I tried starting to write in all the prerequisite work to use the above information. I realized that this would require yet another massive change to the whole sizing and layout system. And since the proper positioning of labels is already invasive enough as it is...

I'm strongly leaning toward scrapping the whole sizing system and redoing that all from scratch. Stack and Grid themselves would need only minimal change. but the actual backend sizing stuff will disappear.

But I'm not exactly sure as to what...

Package ui works in quadrant IV coordinates, but some calculations become extremely difficult on Mac OS X without requiring a bidirectional control tree since Mac OS X uses quadrant I coordinates. Right now I compensate by passing a winheight variable. However, the proper positioning of labels depends on the distance from the bottom left corner of a neighboring control to the baseline of the first line of text. And not the bottom left corner of that control's frame, but rather of its alignment rectangle, which is something else different. Since we only started getting programmatic access to this information in Mac OS X 10.7, this dashes all hopes of ever reintroducing 10.6 compatibility in the future.

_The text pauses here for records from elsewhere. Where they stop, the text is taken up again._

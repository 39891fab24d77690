use async_trait::async_trait;
use std::path::{Path, PathBuf};
use std::time::Duration;
use tempfile::TempDir;

use super::command::{run_engine, EngineCommand, EngineFailure};
use super::{AudioBuffer, Transcoder};
use crate::config::TranscoderConfig;
use crate::highlights::{HighlightRange, TimeOffset};
use crate::media::MediaPayload;
use crate::{PipelineError, PipelineResult, Stage};

/// `Transcoder` backed by the ffmpeg and ffprobe binaries
pub struct FfmpegTranscoder {
    config: TranscoderConfig,
}

/// Staged input plus a private scratch directory for one engine call's output
struct Workspace<'a> {
    input: &'a Path,
    out_dir: TempDir,
}

impl Workspace<'_> {
    fn output(&self, name: &str) -> PathBuf {
        self.out_dir.path().join(name)
    }
}

impl FfmpegTranscoder {
    pub fn new(config: TranscoderConfig) -> Self {
        Self { config }
    }

    /// Resolve the payload's staged copy and create an output directory.
    ///
    /// Concurrent cuts share the input but never an output path.
    async fn workspace<'a>(
        &self,
        payload: &'a MediaPayload,
        on_error: fn(String) -> PipelineError,
    ) -> PipelineResult<Workspace<'a>> {
        let input = payload
            .staged()
            .await
            .map_err(|e| on_error(format!("could not stage input: {}", e)))?
            .path();

        let out_dir = tempfile::Builder::new()
            .prefix("clipper-out-")
            .tempdir()
            .map_err(|e| on_error(format!("could not create scratch directory: {}", e)))?;

        Ok(Workspace { input, out_dir })
    }

    /// Command producing the MP3 handed to the oracle
    pub fn audio_command(&self, payload: &MediaPayload, input: &Path, output: &Path) -> EngineCommand {
        EngineCommand::new(input, output)
            .input_format(payload.format().demuxer())
            .no_video()
            .audio_codec("libmp3lame")
            .audio_bitrate(self.config.audio_bitrate.clone())
            .audio_sample_rate(self.config.audio_sample_rate)
            .output_format("mp3")
    }

    /// Command cutting `range` out of the source.
    ///
    /// The engine receives the start offset and the clip duration
    /// (`end - start`), never the absolute end time.
    pub fn cut_command(&self, payload: &MediaPayload, range: &HighlightRange, input: &Path, output: &Path) -> EngineCommand {
        EngineCommand::new(input, output)
            .input_format(payload.format().demuxer())
            .seek(range.start())
            .duration(range.duration_offset())
            .video_codec("libx264")
            .preset(self.config.video_preset.clone())
            .audio_codec("aac")
            .output_args(["-movflags", "+faststart"])
            .output_format("mp4")
    }

    async fn run(
        &self,
        cmd: &EngineCommand,
        stage: Stage,
        timeout: Duration,
        on_error: fn(String) -> PipelineError,
    ) -> PipelineResult<Vec<u8>> {
        run_engine(&self.config.ffmpeg_path, &cmd.build_args(), timeout)
            .await
            .map_err(|failure| map_failure(failure, stage, on_error))?;

        let bytes = tokio::fs::read(cmd.output_path())
            .await
            .map_err(|e| on_error(format!("engine produced no output: {}", e)))?;

        if bytes.is_empty() {
            return Err(on_error("engine produced an empty output".to_string()));
        }
        Ok(bytes)
    }
}

fn map_failure(failure: EngineFailure, stage: Stage, on_error: fn(String) -> PipelineError) -> PipelineError {
    match failure {
        EngineFailure::TimedOut { after, .. } => PipelineError::Timeout { stage, after },
        other => on_error(other.to_string()),
    }
}

#[async_trait]
impl Transcoder for FfmpegTranscoder {
    async fn extract_audio(&self, payload: &MediaPayload) -> PipelineResult<AudioBuffer> {
        let workspace = self.workspace(payload, PipelineError::AudioExtractionFailed).await?;
        let cmd = self.audio_command(payload, workspace.input, &workspace.output("audio.mp3"));

        let bytes = self
            .run(
                &cmd,
                Stage::AudioExtraction,
                self.config.audio_timeout(),
                PipelineError::AudioExtractionFailed,
            )
            .await?;

        tracing::debug!("Extracted {} of audio", crate::utils::format_file_size(bytes.len() as u64));
        Ok(AudioBuffer::mp3(bytes))
    }

    async fn cut_range(&self, payload: &MediaPayload, range: &HighlightRange) -> PipelineResult<Vec<u8>> {
        let workspace = self.workspace(payload, PipelineError::ClipExtractionFailed).await?;
        let cmd = self.cut_command(payload, range, workspace.input, &workspace.output("clip.mp4"));

        let bytes = self
            .run(
                &cmd,
                Stage::Cutting,
                self.config.clip_timeout(),
                PipelineError::ClipExtractionFailed,
            )
            .await
            .map_err(|e| match e {
                PipelineError::ClipExtractionFailed(reason) => {
                    PipelineError::ClipExtractionFailed(format!("{}: {}", range, reason))
                }
                other => other,
            })?;

        tracing::debug!("Cut {} ({})", range, crate::utils::format_file_size(bytes.len() as u64));
        Ok(bytes)
    }

    async fn probe_duration(&self, payload: &MediaPayload) -> Option<TimeOffset> {
        let staged = match payload.staged().await {
            Ok(staged) => staged,
            Err(e) => {
                tracing::warn!("Skipping duration probe, could not stage input: {}", e);
                return None;
            }
        };
        let args: Vec<String> = vec![
            "-v".into(),
            "error".into(),
            "-f".into(),
            payload.format().demuxer().into(),
            "-show_entries".into(),
            "format=duration".into(),
            "-of".into(),
            "default=noprint_wrappers=1:nokey=1".into(),
            staged.path().to_string_lossy().to_string(),
        ];

        match run_engine(&self.config.ffprobe_path, &args, self.config.probe_timeout()).await {
            Ok(output) => parse_probe_duration(&String::from_utf8_lossy(&output.stdout)),
            Err(e) => {
                tracing::warn!("Duration probe failed, accepting ranges unchecked: {}", e);
                None
            }
        }
    }
}

/// ffprobe prints the duration in seconds, or `N/A` for streams without one
fn parse_probe_duration(stdout: &str) -> Option<TimeOffset> {
    stdout
        .lines()
        .map(str::trim)
        .find(|line| !line.is_empty())
        .and_then(|line| line.parse::<f64>().ok())
        .and_then(TimeOffset::from_secs_f64)
        .filter(|d| d.as_millis() > 0)
}
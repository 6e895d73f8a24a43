//! Player ship, bullet pool and power-ups

use glam::Vec2;
use serde::{Deserialize, Serialize};

use super::field::Field;
use crate::consts::*;
use crate::cell_of;

/// Power-up kinds. Timed kinds carry a duration; instant kinds resolve at
/// pickup and never occupy a timer slot.
#[derive(Debug, Clone, Copy, PartialEq, Eq, Serialize, Deserialize)]
pub enum PowerUp {
    RapidFire,
    PassThrough,
    Shield,
    /// Carries the whole timed set across death to the replacement player.
    Lock,
    /// Instant: wipes every obstacle from the field.
    FieldSweep,
    /// Instant: grants one life (subject to the cap).
    ExtraLife,
}

/// Number of timed power-up slots.
pub const TIMED_POWERUPS: usize = 4;

impl PowerUp {
    /// Duration in seconds for timed kinds, `None` for instants. The match
    /// is exhaustive so a new kind cannot ship without a duration decision.
    pub fn duration(self) -> Option<f32> {
        match self {
            PowerUp::RapidFire => Some(10.0),
            PowerUp::PassThrough => Some(10.0),
            PowerUp::Shield => Some(6.0),
            PowerUp::Lock => Some(12.0),
            PowerUp::FieldSweep => None,
            PowerUp::ExtraLife => None,
        }
    }

    /// Timer slot index for timed kinds.
    fn slot(self) -> Option<usize> {
        match self {
            PowerUp::RapidFire => Some(0),
            PowerUp::PassThrough => Some(1),
            PowerUp::Shield => Some(2),
            PowerUp::Lock => Some(3),
            PowerUp::FieldSweep | PowerUp::ExtraLife => None,
        }
    }
}

/// One slot in the bullet pool.
#[derive(Debug, Clone, Copy, Default, Serialize, Deserialize)]
pub struct Bullet {
    pub pos: Vec2,
    pub mega: bool,
    pub active: bool,
}

/// The player ship.
#[derive(Debug, Clone, Serialize, Deserialize)]
pub struct Player {
    pub pos: Vec2,
    /// Remaining seconds per timed power-up slot; 0 = inactive.
    pub timers: [f32; TIMED_POWERUPS],
    pub bullets: [Bullet; BULLET_POOL],
    pub fire_cooldown: f32,
    pub energy: f32,
    pub dash_timer: f32,
    pub dash_cooldown: f32,
    /// Post-dash grace period absorbing collisions.
    pub immunity_timer: f32,
    pub mega_charge: f32,
    /// Special intent was held last tick (mega fires on release).
    pub charging: bool,
}

impl Player {
    pub fn new() -> Self {
        Self {
            pos: Vec2::new(FIELD_W / 2.0, FIELD_H - CELL * 1.5),
            timers: [0.0; TIMED_POWERUPS],
            bullets: [Bullet::default(); BULLET_POOL],
            fire_cooldown: 0.0,
            energy: MAX_ENERGY,
            dash_timer: 0.0,
            dash_cooldown: 0.0,
            immunity_timer: 0.0,
            mega_charge: 0.0,
            charging: false,
        }
    }

    /// Fresh player after a life loss. The timed set survives only when the
    /// lock power-up was active.
    pub fn respawn(old: &Player) -> Self {
        let mut player = Self::new();
        if old.has(PowerUp::Lock) {
            player.timers = old.timers;
        }
        player
    }

    pub fn has(&self, kind: PowerUp) -> bool {
        kind.slot().is_some_and(|i| self.timers[i] > 0.0)
    }

    /// Start (or refresh) a timed power-up. Instants are handled by the
    /// caller and ignored here.
    pub fn apply(&mut self, kind: PowerUp) {
        if let (Some(i), Some(duration)) = (kind.slot(), kind.duration()) {
            self.timers[i] = duration;
        }
    }

    /// Decrement timed effects, cooldowns and regen. Runs once per tick.
    pub fn tick_timers(&mut self, dt: f32) {
        for timer in &mut self.timers {
            *timer = (*timer - dt).max(0.0);
        }
        self.fire_cooldown = (self.fire_cooldown - dt).max(0.0);
        self.dash_timer = (self.dash_timer - dt).max(0.0);
        self.dash_cooldown = (self.dash_cooldown - dt).max(0.0);
        self.immunity_timer = (self.immunity_timer - dt).max(0.0);
        self.energy = (self.energy + ENERGY_REGEN * dt).min(MAX_ENERGY);
    }

    /// Apply a movement intent. The vector is clamped to unit length, speed
    /// is scaled for vertical travel and dash, position is clamped to the
    /// player zone, and movement into an obstacle cell is reverted unless
    /// pass-through is held.
    pub fn apply_movement(&mut self, move_dir: Vec2, dt: f32, field: &Field) {
        let before = self.pos;

        let dir = if move_dir.length_squared() > 1.0 {
            move_dir.normalize()
        } else {
            move_dir
        };
        let speed = if self.dash_timer > 0.0 {
            PLAYER_SPEED * DASH_SPEED_MULT
        } else {
            PLAYER_SPEED
        };
        self.pos.x += dir.x * speed * dt;
        self.pos.y += dir.y * speed * PLAYER_VERTICAL_MULT * dt;

        let half = CELL / 2.0;
        let zone_top = (ROWS - PLAYER_ROWS) as f32 * CELL + half;
        self.pos.x = self.pos.x.clamp(half, FIELD_W - half);
        self.pos.y = self.pos.y.clamp(zone_top, FIELD_H - half);

        if !self.has(PowerUp::PassThrough) {
            let (col, row) = cell_of(self.pos);
            if field.is_occupied(col, row) {
                self.pos = before;
            }
        }
    }

    /// Attempt to dash. Costs energy and grants brief immunity.
    pub fn try_dash(&mut self) {
        if self.dash_cooldown > 0.0 || self.energy < DASH_ENERGY_COST {
            return;
        }
        self.energy -= DASH_ENERGY_COST;
        self.dash_timer = DASH_DURATION;
        self.dash_cooldown = DASH_COOLDOWN;
        self.immunity_timer = self.immunity_timer.max(DASH_IMMUNITY);
    }

    /// True while any damage-absorbing effect is active.
    pub fn is_invulnerable(&self) -> bool {
        self.has(PowerUp::Shield) || self.immunity_timer > 0.0
    }

    fn live_bullets(&self) -> usize {
        self.bullets.iter().filter(|b| b.active).count()
    }

    /// Fire one bullet if the cooldown has elapsed and a pool slot is free.
    /// Without rapid-fire at most one bullet may be live at a time.
    pub fn try_fire(&mut self) -> bool {
        if self.fire_cooldown > 0.0 {
            return false;
        }
        let rapid = self.has(PowerUp::RapidFire);
        if !rapid && self.live_bullets() > 0 {
            return false;
        }
        let spawn = self.pos - Vec2::new(0.0, CELL / 2.0);
        for bullet in &mut self.bullets {
            if !bullet.active {
                *bullet = Bullet {
                    pos: spawn,
                    mega: false,
                    active: true,
                };
                self.fire_cooldown = if rapid { RAPID_FIRE_COOLDOWN } else { FIRE_COOLDOWN };
                return true;
            }
        }
        // Pool exhausted; the request is dropped.
        false
    }

    /// Charge while the special intent is held; fire the mega bullet on
    /// release once the charge is full. Returns true when a mega bullet was
    /// launched this tick.
    pub fn update_special(&mut self, held: bool, dt: f32) -> bool {
        let mut fired = false;
        if held {
            self.mega_charge = (self.mega_charge + MEGA_CHARGE_RATE * dt).min(MEGA_CHARGE_FULL);
        } else {
            if self.charging && self.mega_charge >= MEGA_CHARGE_FULL {
                let spawn = self.pos - Vec2::new(0.0, CELL / 2.0);
                for bullet in &mut self.bullets {
                    if !bullet.active {
                        *bullet = Bullet {
                            pos: spawn,
                            mega: true,
                            active: true,
                        };
                        fired = true;
                        break;
                    }
                }
            }
            self.mega_charge = 0.0;
        }
        self.charging = held;
        fired
    }
}

impl Default for Player {
    fn default() -> Self {
        Self::new()
    }
}

#[cfg(test)]
mod tests {
    use super::*;
    use crate::sim::field::Obstacle;

    #[test]
    fn blocked_movement_reverts_exactly() {
        let mut field = Field::new();
        let mut player = Player::new();
        let before = player.pos;
        let (col, row) = cell_of(before + Vec2::new(PLAYER_SPEED * SIM_DT, 0.0));
        field.set(col, row, Some(Obstacle::new()));
        player.apply_movement(Vec2::new(1.0, 0.0), SIM_DT, &field);
        assert_eq!(player.pos, before);
    }

    #[test]
    fn pass_through_ignores_obstacles() {
        let mut field = Field::new();
        let mut player = Player::new();
        player.apply(PowerUp::PassThrough);
        let before = player.pos;
        let (col, row) = cell_of(before + Vec2::new(PLAYER_SPEED * SIM_DT, 0.0));
        field.set(col, row, Some(Obstacle::new()));
        player.apply_movement(Vec2::new(1.0, 0.0), SIM_DT, &field);
        assert!(player.pos.x > before.x);
    }

    #[test]
    fn position_clamped_to_player_zone() {
        let field = Field::new();
        let mut player = Player::new();
        for _ in 0..600 {
            player.apply_movement(Vec2::new(0.0, -1.0), SIM_DT, &field);
        }
        let zone_top = (ROWS - PLAYER_ROWS) as f32 * CELL + CELL / 2.0;
        assert_eq!(player.pos.y, zone_top);
        for _ in 0..600 {
            player.apply_movement(Vec2::new(-1.0, 1.0), SIM_DT, &field);
        }
        assert_eq!(player.pos.x, CELL / 2.0);
        assert_eq!(player.pos.y, FIELD_H - CELL / 2.0);
    }

    #[test]
    fn single_live_bullet_without_rapid_fire() {
        let mut player = Player::new();
        assert!(player.try_fire());
        player.fire_cooldown = 0.0;
        assert!(!player.try_fire(), "second bullet refused while one is live");
        player.bullets[0].active = false;
        assert!(player.try_fire());
    }

    #[test]
    fn rapid_fire_allows_multiple_bullets() {
        let mut player = Player::new();
        player.apply(PowerUp::RapidFire);
        for _ in 0..4 {
            assert!(player.try_fire());
            player.fire_cooldown = 0.0;
        }
        assert_eq!(player.bullets.iter().filter(|b| b.active).count(), 4);
    }

    #[test]
    fn timed_powerups_expire() {
        let mut player = Player::new();
        player.apply(PowerUp::Shield);
        assert!(player.has(PowerUp::Shield));
        for _ in 0..(6.5 / SIM_DT) as u32 {
            player.tick_timers(SIM_DT);
        }
        assert!(!player.has(PowerUp::Shield));
    }

    #[test]
    fn lock_carries_timers_across_death() {
        let mut player = Player::new();
        player.apply(PowerUp::Lock);
        player.apply(PowerUp::RapidFire);
        let replacement = Player::respawn(&player);
        assert!(replacement.has(PowerUp::RapidFire));
        assert!(replacement.has(PowerUp::Lock));

        let mut unlocked = Player::new();
        unlocked.apply(PowerUp::RapidFire);
        let replacement = Player::respawn(&unlocked);
        assert!(!replacement.has(PowerUp::RapidFire));
    }

    #[test]
    fn dash_costs_energy_and_grants_immunity() {
        let mut player = Player::new();
        player.try_dash();
        assert_eq!(player.energy, MAX_ENERGY - DASH_ENERGY_COST);
        assert!(player.is_invulnerable());
        // Cooldown blocks an immediate second dash.
        player.try_dash();
        assert_eq!(player.energy, MAX_ENERGY - DASH_ENERGY_COST);
    }

    #[test]
    fn mega_fires_on_release_when_full() {
        let mut player = Player::new();
        for _ in 0..(2.5 / SIM_DT) as u32 {
            assert!(!player.update_special(true, SIM_DT));
        }
        assert_eq!(player.mega_charge, MEGA_CHARGE_FULL);
        assert!(player.update_special(false, SIM_DT));
        assert!(player.bullets.iter().any(|b| b.active && b.mega));
        assert_eq!(player.mega_charge, 0.0);
    }

    #[test]
    fn partial_charge_does_not_fire() {
        let mut player = Player::new();
        player.update_special(true, 0.5);
        assert!(!player.update_special(false, SIM_DT));
        assert!(player.bullets.iter().all(|b| !b.active));
    }
}
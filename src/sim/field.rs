//! Obstacle field
//!
//! A column-major flat grid of optional obstacles. All accessors validate
//! coordinates: out-of-range reads return `None` and out-of-range writes
//! are ignored, so callers never need to bounds-check.

use serde::{Deserialize, Serialize};

use super::rng::GameRng;
use crate::consts::*;
use crate::tuning::DifficultyMode;

/// A destructible field obstacle.
#[derive(Debug, Clone, Copy, Serialize, Deserialize)]
pub struct Obstacle {
    pub hp: i32,
    pub poisoned: bool,
    /// Bounces bullets back as hostile shots instead of taking damage.
    pub reflective: bool,
    /// Awards points and a temporary score multiplier instead of taking damage.
    pub rainbow: bool,
}

impl Obstacle {
    pub fn new() -> Self {
        Self {
            hp: OBSTACLE_MAX_HP,
            poisoned: false,
            reflective: false,
            rainbow: false,
        }
    }
}

impl Default for Obstacle {
    fn default() -> Self {
        Self::new()
    }
}

/// The obstacle grid.
#[derive(Debug, Clone, Serialize, Deserialize)]
pub struct Field {
    cells: Vec<Option<Obstacle>>,
}

impl Field {
    pub fn new() -> Self {
        Self {
            cells: vec![None; (COLS * ROWS) as usize],
        }
    }

    #[inline]
    fn index(col: i32, row: i32) -> Option<usize> {
        if (0..COLS).contains(&col) && (0..ROWS).contains(&row) {
            Some((row * COLS + col) as usize)
        } else {
            None
        }
    }

    pub fn get(&self, col: i32, row: i32) -> Option<&Obstacle> {
        Self::index(col, row).and_then(|i| self.cells[i].as_ref())
    }

    pub fn get_mut(&mut self, col: i32, row: i32) -> Option<&mut Obstacle> {
        Self::index(col, row).and_then(|i| self.cells[i].as_mut())
    }

    /// Write a cell. Out-of-range writes are dropped.
    pub fn set(&mut self, col: i32, row: i32, obstacle: Option<Obstacle>) {
        if let Some(i) = Self::index(col, row) {
            self.cells[i] = obstacle;
        }
    }

    pub fn is_occupied(&self, col: i32, row: i32) -> bool {
        self.get(col, row).is_some()
    }

    /// Count obstacles in rows `r0..=r1` (clamped to the grid).
    pub fn count_in_row_range(&self, r0: i32, r1: i32) -> usize {
        let r0 = r0.clamp(0, ROWS - 1);
        let r1 = r1.clamp(0, ROWS - 1);
        let mut n = 0;
        for row in r0..=r1 {
            for col in 0..COLS {
                if self.is_occupied(col, row) {
                    n += 1;
                }
            }
        }
        n
    }

    pub fn count_all(&self) -> usize {
        self.cells.iter().filter(|c| c.is_some()).count()
    }

    /// Clear the grid and place `floor(cells_above_player_zone * density)`
    /// obstacles in random empty cells above the player zone. Reflective and
    /// rainbow variants only appear in aggressive mode once their levels
    /// unlock.
    pub fn seed(&mut self, density: f32, level: u32, mode: DifficultyMode, rng: &mut GameRng) {
        self.cells.fill(None);

        let seed_rows = ROWS - PLAYER_ROWS;
        let free = (COLS * seed_rows) as usize;
        // An over-unity density would otherwise spin the rejection loop
        // forever.
        let target = ((free as f32 * density).floor() as usize).min(free);

        let reflective_chance = if mode == DifficultyMode::Aggressive && level >= 15 {
            (0.015 * (level - 14) as f32).min(0.12)
        } else {
            0.0
        };
        let rainbow_chance = if mode == DifficultyMode::Aggressive && level >= 3 {
            0.02
        } else {
            0.0
        };

        let mut placed = 0;
        while placed < target {
            let col = rng.range_i32(0, COLS);
            let row = rng.range_i32(0, seed_rows);
            if self.is_occupied(col, row) {
                continue;
            }
            let mut obstacle = Obstacle::new();
            if rng.chance(reflective_chance) {
                obstacle.reflective = true;
            } else if rng.chance(rainbow_chance) {
                obstacle.rainbow = true;
            }
            self.set(col, row, Some(obstacle));
            placed += 1;
        }
    }
}

impl Default for Field {
    fn default() -> Self {
        Self::new()
    }
}
/// Regular bullet resolution in fixed priority order; the first match
/// consumes the bullet.
fn resolve_regular(state: &mut GameState, pos: Vec2, tuning: &LevelTuning) -> bool {
    // (1) Field obstacle at the bullet's cell.
    let (col, row) = cell_of(pos);
    if let Some(obstacle) = state.field.get_mut(col, row) {
        if obstacle.reflective {
            let origin = cell_center(col, row);
            state.spawn_reflected(origin);
            return true;
        }
        if obstacle.rainbow {
            obstacle.rainbow = false;
            state.board.activate_rainbow();
            state.board.add(SCORE_RAINBOW, ScoreEvent::Normal);
            return true;
        }
        obstacle.hp -= 1;
        let destroyed = obstacle.hp <= 0;
        let poisoned = obstacle.poisoned;
        state.board.add(
            if poisoned {
                SCORE_POISON_HIT
            } else {
                SCORE_OBSTACLE_HIT
            },
            ScoreEvent::Normal,
        );
        if destroyed {
            state.field.set(col, row, None);
            state.board.obstacles_lost += 1;
            state.board.add(SCORE_OBSTACLE_CLEAR, ScoreEvent::Normal);
            if state.rng.chance(tuning.falling_chance) {
                state.spawn_falling(cell_center(col, row), poisoned);
            }
        }
        return true;
    }

    // (2) Falling obstacles (juggling).
    for j in 0..FALLING_POOL {
        let falling = state.falling[j];
        if falling.active && Rect::centered(falling.pos, Vec2::splat(CELL)).contains(pos) {
            juggle(state, j);
            return true;
        }
    }

    // (3) Creature segments.
    if let Some((ci, si)) = find_segment_at(state, pos) {
        destroy_segment(state, ci, si);
        return true;
    }

    // (4) Roaming enemies, kind by kind.
    let player_pos = state.player.pos;
    for j in 0..state.flyers.len() {
        if !state.flyers[j].dead
            && Rect::centered(state.flyers[j].pos, Vec2::splat(CELL)).contains(pos)
        {
            state.flyers[j].dead = true;
            let enemy_pos = state.flyers[j].pos;
            state
                .board
                .add(flyer_score(enemy_pos, player_pos), ScoreEvent::Normal);
            roll_drops(state, enemy_pos);
            return true;
        }
    }
    for j in 0..state.droppers.len() {
        if !state.droppers[j].dead
            && Rect::centered(state.droppers[j].pos, Vec2::splat(CELL)).contains(pos)
        {
            state.droppers[j].dead = true;
            let enemy_pos = state.droppers[j].pos;
            state.board.add(SCORE_DROPPER, ScoreEvent::Normal);
            roll_drops(state, enemy_pos);
            return true;
        }
    }
    for j in 0..state.crossers.len() {
        if !state.crossers[j].dead
            && Rect::centered(state.crossers[j].pos, Vec2::splat(CELL)).contains(pos)
        {
            state.crossers[j].dead = true;
            let enemy_pos = state.crossers[j].pos;
            state.board.add(SCORE_CROSSER, ScoreEvent::Normal);
            roll_drops(state, enemy_pos);
            return true;
        }
    }
    for j in 0..state.saucers.len() {
        if !state.saucers[j].dead
            && Rect::centered(state.saucers[j].pos, Vec2::splat(CELL)).contains(pos)
        {
            state.saucers[j].dead = true;
            let enemy_pos = state.saucers[j].pos;
            let score = saucer_score(state);
            state.board.add(score, ScoreEvent::Normal);
            roll_drops(state, enemy_pos);
            return true;
        }
    }

    false
}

On the Windows side, I have a giant mess and the need to manually compute dialog box coordinates (or just treat everything as a dialog box) and text widths. But other than that, there are no issues. Windows uses quadrant IV coordinates.

On GTK+ I don't have any real issues. Labels have full control over their horizontal and vertical position, so I can just have labels position themselves properly. GTK+ uses qudrant IV coordinates.

I'll probably need to model all this in pseudocode.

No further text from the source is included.